> _Problem description_
All of the data that follows needs to be printed again, exactly as it reads.

(Collected data)

▼

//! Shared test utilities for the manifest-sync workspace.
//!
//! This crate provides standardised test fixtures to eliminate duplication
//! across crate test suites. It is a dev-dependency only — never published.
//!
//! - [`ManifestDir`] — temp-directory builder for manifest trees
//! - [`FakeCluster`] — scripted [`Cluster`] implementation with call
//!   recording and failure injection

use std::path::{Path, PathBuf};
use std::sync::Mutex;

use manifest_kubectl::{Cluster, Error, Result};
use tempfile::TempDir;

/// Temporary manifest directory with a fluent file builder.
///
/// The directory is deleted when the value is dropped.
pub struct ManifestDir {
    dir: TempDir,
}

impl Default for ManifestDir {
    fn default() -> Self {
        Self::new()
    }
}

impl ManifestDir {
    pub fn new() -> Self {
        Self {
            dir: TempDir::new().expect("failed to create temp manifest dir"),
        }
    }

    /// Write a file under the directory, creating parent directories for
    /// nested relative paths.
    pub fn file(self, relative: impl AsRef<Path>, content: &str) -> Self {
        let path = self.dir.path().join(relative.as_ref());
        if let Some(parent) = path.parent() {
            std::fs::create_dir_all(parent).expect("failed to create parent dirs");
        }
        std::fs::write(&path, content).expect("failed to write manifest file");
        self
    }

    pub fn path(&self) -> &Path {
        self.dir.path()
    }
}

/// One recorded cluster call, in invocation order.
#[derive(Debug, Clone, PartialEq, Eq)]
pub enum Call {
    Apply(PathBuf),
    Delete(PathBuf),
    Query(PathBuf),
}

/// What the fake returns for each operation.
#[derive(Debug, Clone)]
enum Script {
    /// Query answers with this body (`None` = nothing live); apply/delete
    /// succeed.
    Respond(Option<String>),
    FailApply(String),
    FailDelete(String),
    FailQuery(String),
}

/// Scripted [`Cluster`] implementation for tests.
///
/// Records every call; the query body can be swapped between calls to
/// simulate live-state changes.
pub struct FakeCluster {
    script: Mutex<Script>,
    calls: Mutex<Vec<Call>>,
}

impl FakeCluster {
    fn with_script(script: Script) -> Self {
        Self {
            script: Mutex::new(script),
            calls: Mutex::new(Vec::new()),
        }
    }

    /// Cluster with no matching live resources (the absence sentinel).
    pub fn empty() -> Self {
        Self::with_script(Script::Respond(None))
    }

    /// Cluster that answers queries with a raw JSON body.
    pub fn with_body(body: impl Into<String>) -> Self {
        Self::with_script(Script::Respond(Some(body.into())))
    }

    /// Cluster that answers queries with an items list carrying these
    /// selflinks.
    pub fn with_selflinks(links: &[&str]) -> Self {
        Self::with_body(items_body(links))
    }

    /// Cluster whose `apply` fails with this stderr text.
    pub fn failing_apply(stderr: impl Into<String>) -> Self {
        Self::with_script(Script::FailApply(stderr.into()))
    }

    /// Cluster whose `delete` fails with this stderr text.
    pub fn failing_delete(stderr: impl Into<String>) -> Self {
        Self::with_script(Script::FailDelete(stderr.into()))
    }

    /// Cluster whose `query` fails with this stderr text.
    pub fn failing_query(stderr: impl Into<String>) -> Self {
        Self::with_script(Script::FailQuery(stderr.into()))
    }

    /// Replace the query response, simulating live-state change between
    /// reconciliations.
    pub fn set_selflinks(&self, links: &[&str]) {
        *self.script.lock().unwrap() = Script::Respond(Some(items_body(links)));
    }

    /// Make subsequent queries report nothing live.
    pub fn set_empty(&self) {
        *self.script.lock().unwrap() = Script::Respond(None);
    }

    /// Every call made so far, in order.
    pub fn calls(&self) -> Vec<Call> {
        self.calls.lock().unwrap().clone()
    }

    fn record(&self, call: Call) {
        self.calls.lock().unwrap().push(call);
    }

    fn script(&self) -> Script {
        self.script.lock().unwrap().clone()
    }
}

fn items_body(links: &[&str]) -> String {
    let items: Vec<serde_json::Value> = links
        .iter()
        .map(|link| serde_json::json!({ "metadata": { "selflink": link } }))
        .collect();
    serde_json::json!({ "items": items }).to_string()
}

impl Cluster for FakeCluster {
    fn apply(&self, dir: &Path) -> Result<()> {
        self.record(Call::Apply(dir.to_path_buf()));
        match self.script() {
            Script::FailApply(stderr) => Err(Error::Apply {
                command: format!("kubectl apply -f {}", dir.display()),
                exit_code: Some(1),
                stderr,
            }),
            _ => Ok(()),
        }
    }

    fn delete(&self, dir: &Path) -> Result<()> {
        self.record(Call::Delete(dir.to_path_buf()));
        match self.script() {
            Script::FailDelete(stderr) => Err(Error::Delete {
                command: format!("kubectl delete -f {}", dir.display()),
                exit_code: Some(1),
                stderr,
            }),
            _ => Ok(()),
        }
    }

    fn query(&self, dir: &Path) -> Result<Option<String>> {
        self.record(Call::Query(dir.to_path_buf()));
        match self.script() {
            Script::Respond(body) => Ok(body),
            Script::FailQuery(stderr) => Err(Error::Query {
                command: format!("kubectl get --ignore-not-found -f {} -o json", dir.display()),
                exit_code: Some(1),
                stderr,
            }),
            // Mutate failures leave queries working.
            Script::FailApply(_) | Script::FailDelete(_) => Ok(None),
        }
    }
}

▲

> _Task output_
//! Shared test utilities for the manifest-sync workspace.
//!
//! This crate provides standardised test fixtures to eliminate duplication
//! across crate test suites. It is a dev-dependency only — never published.
//!
//! - [`ManifestDir`] — temp-directory builder for manifest trees
//! - [`FakeCluster`] — scripted [`Cluster`] implementation with call
//!   recording and failure injection

use std::path::{Path, PathBuf};
use std::sync::Mutex;

use manifest_kubectl::{Cluster, Error, Result};
use tempfile::TempDir;

/// Temporary manifest directory with a fluent file builder.
///
/// The directory is deleted when the value is dropped.
pub struct ManifestDir {
    dir: TempDir,
}

impl Default for ManifestDir {
    fn default() -> Self {
        Self::new()
    }
}

impl ManifestDir {
    pub fn new() -> Self {
        Self {
            dir: TempDir::new().expect("failed to create temp manifest dir"),
        }
    }

    /// Write a file under the directory, creating parent directories for
    /// nested relative paths.
    pub fn file(self, relative: impl AsRef<Path>, content: &str) -> Self {
        let path = self.dir.path().join(relative.as_ref());
        if let Some(parent) = path.parent() {
            std::fs::create_dir_all(parent).expect("failed to create parent dirs");
        }
        std::fs::write(&path, content).expect("failed to write manifest file");
        self
    }

    pub fn path(&self) -> &Path {
        self.dir.path()
    }
}

/// One recorded cluster call, in invocation order.
#[derive(Debug, Clone, PartialEq, Eq)]
pub enum Call {
    Apply(PathBuf),
    Delete(PathBuf),
    Query(PathBuf),
}

/// What the fake returns for each operation.
#[derive(Debug, Clone)]
enum Script {
    /// Query answers with this body (`None` = nothing live); apply/delete
    /// succeed.
    Respond(Option<String>),
    FailApply(String),
    FailDelete(String),
    FailQuery(String),
}

/// Scripted [`Cluster`] implementation for tests.
///
/// Records every call; the query body can be swapped between calls to
/// simulate live-state changes.
pub struct FakeCluster {
    script: Mutex<Script>,
    calls: Mutex<Vec<Call>>,
}

impl FakeCluster {
    fn with_script(script: Script) -> Self {
        Self {
            script: Mutex::new(script),
            calls: Mutex::new(Vec::new()),
        }
    }

    /// Cluster with no matching live resources (the absence sentinel).
    pub fn empty() -> Self {
        Self::with_script(Script::Respond(None))
    }

    /// Cluster that answers queries with a raw JSON body.
    pub fn with_body(body: impl Into<String>) -> Self {
        Self::with_script(Script::Respond(Some(body.into())))
    }

    /// Cluster that answers queries with an items list carrying these
    /// selflinks.
    pub fn with_selflinks(links: &[&str]) -> Self {
        Self::with_body(items_body(links))
    }

    /// Cluster whose `apply` fails with this stderr text.
    pub fn failing_apply(stderr: impl Into<String>) -> Self {
        Self::with_script(Script::FailApply(stderr.into()))
    }

    /// Cluster whose `delete` fails with this stderr text.
    pub fn failing_delete(stderr: impl Into<String>) -> Self {
        Self::with_script(Script::FailDelete(stderr.into()))
    }

    /// Cluster whose `query` fails with this stderr text.
    pub fn failing_query(stderr: impl Into<String>) -> Self {
        Self::with_script(Script::FailQuery(stderr.into()))
    }

    /// Replace the query response, simulating live-state change between
    /// reconciliations.
    pub fn set_selflinks(&self, links: &[&str]) {
        *self.script.lock().unwrap() = Script::Respond(Some(items_body(links)));
    }

    /// Make subsequent queries report nothing live.
    pub fn set_empty(&self) {
        *self.script.lock().unwrap() = Script::Respond(None);
    }

    /// Every call made so far, in order.
    pub fn calls(&self) -> Vec<Call> {
        self.calls.lock().unwrap().clone()
    }

    fn record(&self, call: Call) {
        self.calls.lock().unwrap().push(call);
    }

    fn script(&self) -> Script {
        self.script.lock().unwrap().clone()
    }
}

fn items_body(links: &[&str]) -> String {
    let items: Vec<serde_json::Value> = links
        .iter()
        .map(|link| serde_json::json!({ "metadata": { "selflink": link } }))
        .collect();
    serde_json::json!({ "items": items }).to_string()
}

impl Cluster for FakeCluster {
    fn apply(&self, dir: &Path) -> Result<()> {
        self.record(Call::Apply(dir.to_path_buf()));
        match self.script() {
            Script::FailApply(stderr) => Err(Error::Apply {
                command: format!("kubectl apply -f {}", dir.display()),
                exit_code: Some(1),
                stderr,
            }),
            _ => Ok(()),
        }
    }

    fn delete(&self, dir: &Path) -> Result<()> {
        self.record(Call::Delete(dir.to_path_buf()));
        match self.script() {
            Script::FailDelete(stderr) => Err(Error::Delete {
                command: format!("kubectl delete -f {}", dir.display()),
                exit_code: Some(1),
                stderr,
            }),
            _ => Ok(()),
        }
    }

    fn query(&self, dir: &Path) -> Result<Option<String>> {
        self.record(Call::Query(dir.to_path_buf()));
        match self.script() {
            Script::Respond(body) => Ok(body),
            Script::FailQuery(stderr) => Err(Error::Query {
                command: format!("kubectl get --ignore-not-found -f {} -o json", dir.display()),
                exit_code: Some(1),
                stderr,
            }),
            // Mutate failures leave queries working.
            Script::FailApply(_) | Script::FailDelete(_) => Ok(None),
        }
    }
}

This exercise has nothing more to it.